The non-alignment movement‘This positive potential is especially needed now that “the situation in the world is becoming increasingly turbulent and humanity is facing an increasing number of threats and challenges,” the post read.
“It is important to note that this reputable and representative structure is actively engaged in the resolution of crises and makes a considerable contribution to collective efforts aimed at building a more democratic and stable world order, and at strengthening trust and mutual understanding between members of the international community, “said the Russian leader. noted.
“Our country recently obtained observer status within the Non-Alignment Movement. This certainly opens up new opportunities for interaction to resolve key regional and global issues and ensure security and sustainable development in the world, ”Putin said.
Although many members of the Non-Aligned Movement are actually quite close to China or the Soviet Union, the movement persisted throughout the Cold War, despite several conflicts between members that also threatened the movement.

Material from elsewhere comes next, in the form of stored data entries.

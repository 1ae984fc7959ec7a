use super::format::AudioFormat;
use super::mp3::{encodable_channels, encodable_rate, Mp3Writer};
use super::pcm::{decode, AudioError, PcmAudio};
use serde::Serialize;
use std::time::Duration;

pub const DEFAULT_SILENCE_GAP: Duration = Duration::from_millis(150);

/// Single track ready for the presentation layer
#[derive(Debug, Clone, Serialize)]
pub struct AssembledAudio {
    #[serde(skip)]
    pub data: Vec<u8>,
    pub format: AudioFormat,
    pub sample_rate: u32,
    pub frames: usize,
    pub duration: Duration,
    pub chunk_count: usize,
    /// Set when merging failed and only the first chunk is returned
    pub degraded: bool,
    pub warning: Option<String>,
}

#[derive(Debug, Clone, Copy)]
pub struct AudioAssembler {
    silence_gap: Duration,
}

impl Default for AudioAssembler {
    fn default() -> Self {
        Self::new(DEFAULT_SILENCE_GAP)
    }
}

impl AudioAssembler {
    pub fn new(silence_gap: Duration) -> Self {
        Self { silence_gap }
    }

    /// Concatenate chunk audio in order with a silence gap between chunks,
    /// encoded as MP3.
    ///
    /// A single MP3 blob is returned untouched. When any blob cannot be
    /// decoded or the result cannot be encoded, the first blob is returned
    /// alone and the result is flagged as degraded.
    pub fn assemble(&self, blobs: &[Vec<u8>]) -> Result<AssembledAudio, AudioError> {
        let first = blobs.first().ok_or(AudioError::NoInput)?;
        if blobs.len() == 1 && AudioFormat::sniff(first) == Some(AudioFormat::Mp3) {
            return Ok(passthrough(first, 1));
        }

        match self.merge(blobs) {
            Ok(assembled) => Ok(assembled),
            Err(e) => {
                let warning = format!(
                    "could not merge {} audio chunks ({}); returning the first chunk only",
                    blobs.len(),
                    e
                );
                tracing::warn!(
                    error = %e,
                    chunk_count = blobs.len(),
                    "Audio assembly failed, degrading to first chunk"
                );
                let mut degraded = passthrough(first, blobs.len());
                degraded.degraded = true;
                degraded.warning = Some(warning);
                Ok(degraded)
            }
        }
    }

    fn merge(&self, blobs: &[Vec<u8>]) -> Result<AssembledAudio, AudioError> {
        let mut decoded = blobs.iter().map(|blob| decode(blob));
        let first = decoded.next().ok_or(AudioError::NoInput)??;

        let mut writer = Mp3Writer::new(
            encodable_rate(first.sample_rate),
            encodable_channels(first.channels),
        )?;
        writer.write(first)?;

        for pcm in decoded {
            let pcm = pcm?;
            writer.write(PcmAudio::silence(
                writer.sample_rate(),
                writer.channels(),
                self.silence_gap,
            ))?;
            writer.write(pcm)?;
        }

        let sample_rate = writer.sample_rate();
        let frames = writer.frames();
        let data = writer.finish()?;

        tracing::debug!(
            chunk_count = blobs.len(),
            frames = frames,
            sample_rate = sample_rate,
            output_size = data.len(),
            "Audio chunks assembled"
        );

        Ok(AssembledAudio {
            data,
            format: AudioFormat::Mp3,
            sample_rate,
            frames,
            duration: Duration::from_secs_f64(frames as f64 / sample_rate as f64),
            chunk_count: blobs.len(),
            degraded: false,
            warning: None,
        })
    }
}

fn passthrough(blob: &[u8], chunk_count: usize) -> AssembledAudio {
    let format = AudioFormat::sniff(blob).unwrap_or(AudioFormat::Mp3);
    let pcm = decode(blob).ok();

    AssembledAudio {
        data: blob.to_vec(),
        format,
        sample_rate: pcm.as_ref().map(|p| p.sample_rate).unwrap_or(0),
        frames: pcm.as_ref().map(PcmAudio::frames).unwrap_or(0),
        duration: pcm.as_ref().map(PcmAudio::duration).unwrap_or_default(),
        chunk_count,
        degraded: false,
        warning: None,
    }
}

In the years following the end of the Cold War in 1991, he focused on developing multilateral ties and connections as well as unity among the developing countries of the world, especially those in the Global South. .
The Non-Alignment Movement is an international organization of member states that oppose participation in military-political blocs and promote the peaceful coexistence of peoples. Her 60th birthday brought together mothers of 100 countries, with 43 delegations led by foreign ministers. After the United Nations, it is the largest group of states in the world.
Ghana’s first president, Osagyefo Dr Kwame Nkrumah, was one of the Movement’s five historic founding fathers. Indian Jawaharlal Nehru, Indonesian Ahmed Sukarno, Egyptian Gamel Abdel Nasser and ex-Yugoslavia Josip Broz Tito started the Movement in Belgrade in 1961.